BRIEF
Looking at the data below, count the lines that contain the string "major". Write only the total.

(Data excerpts)

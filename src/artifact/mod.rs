//! The PGN model artifact format.
//!
//! A serialized classifier lives on disk as a small binary container:
//!
//! ```text
//! [4-byte magic: "PGN1"]
//! [1-byte version major][1-byte version minor]
//! [4-byte payload length (little-endian)]
//! [JSON payload: metadata + model]
//! [4-byte CRC32 of all preceding bytes (little-endian)]
//! ```
//!
//! Loading validates magic, version, length, and checksum before the
//! payload is deserialized, so every way an artifact can be missing,
//! truncated, corrupt, or incompatible surfaces as a distinct error.
//! There is no fallback model and no retry: a bad artifact is fatal
//! for the request that needed it.
//!
//! # Example
//!
//! ```
//! use pinguino::artifact::{self, SaveOptions};
//! use pinguino::classification::KnnClassifier;
//!
//! let mut knn = KnnClassifier::new(1);
//! knn.fit(&[0.0, 0.0, 5.0, 5.0], 2, &[0, 1]).unwrap();
//!
//! let dir = tempfile::tempdir().unwrap();
//! let path = dir.path().join("toy.pgn");
//!
//! artifact::save(&knn, "knn-classifier", &path, SaveOptions::default()).unwrap();
//! let loaded: KnnClassifier = artifact::load(&path, "knn-classifier").unwrap();
//! assert_eq!(loaded.n_samples(), 2);
//! ```

use crate::error::{PinguinoError, Result};
use serde::de::DeserializeOwned;
use serde::{Deserialize, Serialize};
use std::fs;
use std::path::Path;

/// Magic bytes opening every artifact - "PGN1"
pub const PGN_MAGIC: [u8; 4] = *b"PGN1";

/// Current container version.
pub const FORMAT_VERSION: (u8, u8) = (1, 0);

/// Byte offset of the JSON payload (magic + version pair + length).
const PAYLOAD_OFFSET: usize = 10;

/// Optional metadata recorded alongside the model.
#[derive(Debug, Clone, Default)]
pub struct SaveOptions {
    name: Option<String>,
    description: Option<String>,
}

impl SaveOptions {
    /// Sets the model name.
    #[must_use]
    pub fn with_name(mut self, name: impl Into<String>) -> Self {
        self.name = Some(name.into());
        self
    }

    /// Sets a free-form description.
    #[must_use]
    pub fn with_description(mut self, description: impl Into<String>) -> Self {
        self.description = Some(description.into());
        self
    }
}

/// What `inspect` reports about an artifact without deserializing the model.
#[derive(Debug, Clone, Serialize)]
pub struct ArtifactInfo {
    /// Model name, if recorded
    pub name: Option<String>,
    /// Description, if recorded
    pub description: Option<String>,
    /// Model type tag (e.g. "knn-classifier")
    pub model_type: String,
    /// Container version
    pub version: (u8, u8),
    /// JSON payload size in bytes
    pub payload_len: usize,
}

/// On-disk payload: metadata envelope plus the serialized model.
#[derive(Serialize, Deserialize)]
struct Payload<T> {
    metadata: Metadata,
    model: T,
}

#[derive(Serialize, Deserialize)]
struct Metadata {
    model_type: String,
    #[serde(default, skip_serializing_if = "Option::is_none")]
    name: Option<String>,
    #[serde(default, skip_serializing_if = "Option::is_none")]
    description: Option<String>,
}

/// Serializes a model into artifact bytes.
///
/// # Errors
///
/// Returns `Serialization` if the model cannot be encoded as JSON.
pub fn to_bytes<T: Serialize>(
    model: &T,
    model_type: &str,
    options: &SaveOptions,
) -> Result<Vec<u8>> {
    let payload = Payload {
        metadata: Metadata {
            model_type: model_type.to_string(),
            name: options.name.clone(),
            description: options.description.clone(),
        },
        model,
    };
    let payload_json =
        serde_json::to_vec(&payload).map_err(|e| PinguinoError::Serialization(e.to_string()))?;

    let payload_len = u32::try_from(payload_json.len()).map_err(|_| PinguinoError::FormatError {
        message: "payload exceeds u32 length".to_string(),
    })?;

    let mut bytes = Vec::with_capacity(PAYLOAD_OFFSET + payload_json.len() + 4);
    bytes.extend_from_slice(&PGN_MAGIC);
    bytes.push(FORMAT_VERSION.0);
    bytes.push(FORMAT_VERSION.1);
    bytes.extend_from_slice(&payload_len.to_le_bytes());
    bytes.extend_from_slice(&payload_json);

    let crc = crc32(&bytes);
    bytes.extend_from_slice(&crc.to_le_bytes());

    Ok(bytes)
}

/// Saves a model artifact to `path`.
///
/// # Errors
///
/// Returns an error if serialization or the filesystem write fails.
pub fn save<T: Serialize>(
    model: &T,
    model_type: &str,
    path: impl AsRef<Path>,
    options: SaveOptions,
) -> Result<()> {
    let bytes = to_bytes(model, model_type, &options)?;
    fs::write(path, bytes)?;
    Ok(())
}

/// Parses a model out of artifact bytes.
///
/// # Errors
///
/// Returns `FormatError` on bad magic, truncation, or a model type tag
/// other than `expected_type`; `UnsupportedVersion` when the artifact's
/// major version is newer than this build understands;
/// `ChecksumMismatch` on a corrupt body; `Serialization` on malformed
/// payload JSON.
pub fn from_bytes<T: DeserializeOwned>(data: &[u8], expected_type: &str) -> Result<T> {
    let payload = validate(data)?;

    let parsed: Payload<T> = serde_json::from_slice(payload)
        .map_err(|e| PinguinoError::Serialization(format!("invalid payload JSON: {e}")))?;

    if parsed.metadata.model_type != expected_type {
        return Err(PinguinoError::FormatError {
            message: format!(
                "model type mismatch: expected {expected_type:?}, got {:?}",
                parsed.metadata.model_type
            ),
        });
    }

    Ok(parsed.model)
}

/// Loads a model artifact from `path`.
///
/// Fatal on any failure: a missing or unreadable file is an I/O error,
/// and a present-but-bad file reports exactly what is wrong with it.
///
/// # Errors
///
/// See [`from_bytes`]; additionally returns `Io` if the file cannot be read.
pub fn load<T: DeserializeOwned>(path: impl AsRef<Path>, expected_type: &str) -> Result<T> {
    let data = fs::read(path)?;
    from_bytes(&data, expected_type)
}

/// Reads artifact metadata without deserializing the model itself.
///
/// # Errors
///
/// Same validation ladder as [`load`].
pub fn inspect(path: impl AsRef<Path>) -> Result<ArtifactInfo> {
    let data = fs::read(path)?;
    let payload = validate(&data)?;

    // Only the metadata envelope is decoded; the model stays opaque.
    #[derive(Deserialize)]
    struct Envelope {
        metadata: Metadata,
    }
    let envelope: Envelope = serde_json::from_slice(payload)
        .map_err(|e| PinguinoError::Serialization(format!("invalid payload JSON: {e}")))?;

    Ok(ArtifactInfo {
        name: envelope.metadata.name,
        description: envelope.metadata.description,
        model_type: envelope.metadata.model_type,
        version: (data[4], data[5]),
        payload_len: payload.len(),
    })
}

/// Runs the container validation ladder and returns the payload slice.
fn validate(data: &[u8]) -> Result<&[u8]> {
    if data.len() < PAYLOAD_OFFSET + 4 {
        return Err(PinguinoError::FormatError {
            message: format!("file too short: {} bytes", data.len()),
        });
    }

    let magic = &data[..4];
    if magic != PGN_MAGIC {
        return Err(PinguinoError::FormatError {
            message: format!("invalid magic: expected PGN1, got {magic:?}"),
        });
    }

    let version = (data[4], data[5]);
    if version.0 > FORMAT_VERSION.0 {
        return Err(PinguinoError::UnsupportedVersion {
            found: version,
            supported: FORMAT_VERSION,
        });
    }

    let payload_len = u32::from_le_bytes([data[6], data[7], data[8], data[9]]) as usize;
    let expected_len = PAYLOAD_OFFSET + payload_len + 4;
    if data.len() != expected_len {
        return Err(PinguinoError::FormatError {
            message: format!("truncated artifact: {} of {expected_len} bytes", data.len()),
        });
    }

    let body_end = PAYLOAD_OFFSET + payload_len;
    let expected_crc = u32::from_le_bytes([
        data[body_end],
        data[body_end + 1],
        data[body_end + 2],
        data[body_end + 3],
    ]);
    let actual_crc = crc32(&data[..body_end]);
    if actual_crc != expected_crc {
        return Err(PinguinoError::ChecksumMismatch {
            expected: expected_crc,
            actual: actual_crc,
        });
    }

    Ok(&data[PAYLOAD_OFFSET..body_end])
}

/// CRC32 (IEEE polynomial), table built at compile time.
fn crc32(data: &[u8]) -> u32 {
    let mut crc: u32 = 0xFFFF_FFFF;
    for &byte in data {
        let idx = ((crc ^ u32::from(byte)) & 0xFF) as usize;
        crc = CRC32_TABLE[idx] ^ (crc >> 8);
    }
    !crc
}

const CRC32_TABLE: [u32; 256] = build_crc32_table();

const fn build_crc32_table() -> [u32; 256] {
    let mut table = [0u32; 256];
    let mut i = 0;
    while i < 256 {
        let mut crc = i as u32;
        let mut bit = 0;
        while bit < 8 {
            crc = if crc & 1 == 1 {
                (crc >> 1) ^ 0xEDB8_8320
            } else {
                crc >> 1
            };
            bit += 1;
        }
        table[i] = crc;
        i += 1;
    }
    table
}

#[cfg(test)]
mod tests;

ANSWER SPACE
2